En 1974, junto al cineasta Silvio Caiozzi, Perelman se embarcaría en una aventura inédita al dirigir A la sombra del sol, una película que fue filmada en Caspana, a casi 90 km de Calama y a más de 3 mil metros de altura, pocos meses después del golpe militar. Para ambos sería su debut en la dirección y una experiencia inolvidable.
En la cinta, el desierto, con un sol implacable, es otro personaje más que acecha a Luis Alarcón y Alejandro Cohen, que interpretan sólidamente a unos fugitivos que intentan cruzar a Bolivia.
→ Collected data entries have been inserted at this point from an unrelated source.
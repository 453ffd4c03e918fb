// Shared test helpers: scripted telemetry provider and a recording widget

#![allow(dead_code)]

use gpugauge::error::WidgetError;
use gpugauge::models::{DeviceStatus, Utilization};
use gpugauge::telemetry::{TelemetryError, TelemetryProvider};
use gpugauge::widget::VisualWidget;
use std::io::Write;
use std::sync::atomic::{AtomicU64, Ordering};
use std::sync::{Arc, Mutex};
use std::time::Duration;

pub fn status(power: u32, temperature: u32, gpu: u32, decoder: u32, encoder: u32, memory_used: u64) -> DeviceStatus {
    DeviceStatus {
        power,
        temperature,
        utilization: Utilization {
            gpu,
            decoder,
            encoder,
        },
        memory_used,
    }
}

/// The two devices from the reference scenario; aggregate is
/// {300, 70, 70, 15, 10, 4000}.
pub fn two_devices() -> Vec<DeviceStatus> {
    vec![
        status(100, 60, 50, 10, 5, 1000),
        status(200, 80, 90, 20, 15, 3000),
    ]
}

/// Provider with fixed statuses, optional failing device, and call counters.
pub struct FakeProvider {
    statuses: Mutex<Vec<DeviceStatus>>,
    capacities: Vec<u64>,
    failing: Mutex<Option<u32>>,
    read_delay: Option<Duration>,
    reads: AtomicU64,
    shutdowns: AtomicU64,
}

impl FakeProvider {
    pub fn new(statuses: Vec<DeviceStatus>) -> Self {
        let capacities = vec![8192; statuses.len()];
        Self {
            statuses: Mutex::new(statuses),
            capacities,
            failing: Mutex::new(None),
            read_delay: None,
            reads: AtomicU64::new(0),
            shutdowns: AtomicU64::new(0),
        }
    }

    pub fn with_capacities(mut self, capacities: Vec<u64>) -> Self {
        self.capacities = capacities;
        self
    }

    /// Every `device_status` call blocks its thread for `delay`.
    pub fn with_read_delay(mut self, delay: Duration) -> Self {
        self.read_delay = Some(delay);
        self
    }

    pub fn fail_device(&self, index: u32) {
        *self.failing.lock().unwrap() = Some(index);
    }

    pub fn reads(&self) -> u64 {
        self.reads.load(Ordering::SeqCst)
    }

    pub fn shutdowns(&self) -> u64 {
        self.shutdowns.load(Ordering::SeqCst)
    }
}

impl TelemetryProvider for FakeProvider {
    fn device_count(&self) -> Result<u32, TelemetryError> {
        Ok(self.statuses.lock().unwrap().len() as u32)
    }

    fn device_capacity(&self, index: u32) -> Result<u64, TelemetryError> {
        self.capacities
            .get(index as usize)
            .copied()
            .ok_or_else(|| TelemetryError::Unavailable(format!("no device {index}")))
    }

    fn device_status(&self, index: u32) -> Result<DeviceStatus, TelemetryError> {
        self.reads.fetch_add(1, Ordering::SeqCst);
        if let Some(delay) = self.read_delay {
            std::thread::sleep(delay);
        }
        if *self.failing.lock().unwrap() == Some(index) {
            return Err(TelemetryError::Unavailable(format!("device {index} fell off the bus")));
        }
        self.statuses
            .lock()
            .unwrap()
            .get(index as usize)
            .copied()
            .ok_or_else(|| TelemetryError::Unavailable(format!("no device {index}")))
    }

    fn shutdown(&self) -> Result<(), TelemetryError> {
        self.shutdowns.fetch_add(1, Ordering::SeqCst);
        Ok(())
    }
}

#[derive(Debug, Clone, Copy, PartialEq, Eq)]
pub enum Push {
    Percent(u64),
    Absolute(u64, u64),
}

/// Widget that records every accepted push and applies the gauge's domain rules.
#[derive(Default)]
pub struct RecordingWidget {
    pushes: Mutex<Vec<Push>>,
}

impl RecordingWidget {
    pub fn pushes(&self) -> Vec<Push> {
        self.pushes.lock().unwrap().clone()
    }
}

impl VisualWidget for RecordingWidget {
    fn set_percent(&self, percent: u64) -> Result<(), WidgetError> {
        if percent > 100 {
            return Err(WidgetError::PercentOutOfRange(percent));
        }
        self.pushes.lock().unwrap().push(Push::Percent(percent));
        Ok(())
    }

    fn set_absolute(&self, value: u64, max: u64) -> Result<(), WidgetError> {
        if max == 0 {
            return Err(WidgetError::ZeroMaximum);
        }
        if value > max {
            return Err(WidgetError::AbsoluteOutOfRange { value, max });
        }
        self.pushes.lock().unwrap().push(Push::Absolute(value, max));
        Ok(())
    }
}

/// `Write` sink that tests can read back after handing it to a task.
#[derive(Clone, Default)]
pub struct SharedBuf(pub Arc<Mutex<Vec<u8>>>);

impl SharedBuf {
    pub fn contents(&self) -> String {
        String::from_utf8(self.0.lock().unwrap().clone()).unwrap()
    }
}

impl Write for SharedBuf {
    fn write(&mut self, buf: &[u8]) -> std::io::Result<usize> {
        self.0.lock().unwrap().extend_from_slice(buf);
        Ok(buf.len())
    }

    fn flush(&mut self) -> std::io::Result<()> {
        Ok(())
    }
}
En esa travesía errática se topan con Caspana, que parece un pueblo fantasma. Poco a poco, se ganarán la confianza de sus habitantes. Tras reponer fuerzas, emprenden el viaje. Al salir del caserío se encuentran con unas pastorcitas y abusan de ellas. Un niño es testigo de todo y avisa al resto de la comunidad. Los ajustician, pero la película no termina ahí. La cinta salta de la ficción al documental y finaliza con los testimonios de dos miembros de la comunidad. Uno es el hermano de las niñas violadas y el otro es el niño, ahora adulto, que dio la voz de alerta.
Casi 50 años después, la película se ha convertido en un objeto de culto. Para la comunidad de Caspana, de origen atacameño o perteneciente a la Licana —como se denominan ellos—, A la sombra del sol es motivo de orgullo, como un retrato fiel de su cultura. Para la historia del cine chileno, es una pieza única, mezcla entre western y documental antropológico. Para quienes trabajaron en la película, directores, actores y técnicos, es el último vestigio de un sueño colectivo que el golpe enterró.
Hace poco, Perelman encontró esta nota de prensa que ahora ocupa un lugar destacado en su escritorio. Está empeñado en hacer un documental sobre A la sombra del sol. “La película le pertenece a ese lugar”, sentencia. Cuando volvió a Caspana, hace unos años, lo que más le sorprendió es que todo el mundo conoce la película. Se ha mostrado en colegios y hasta en la cárcel de Calama. “Sienten que es un patrimonio de ellos”, dice.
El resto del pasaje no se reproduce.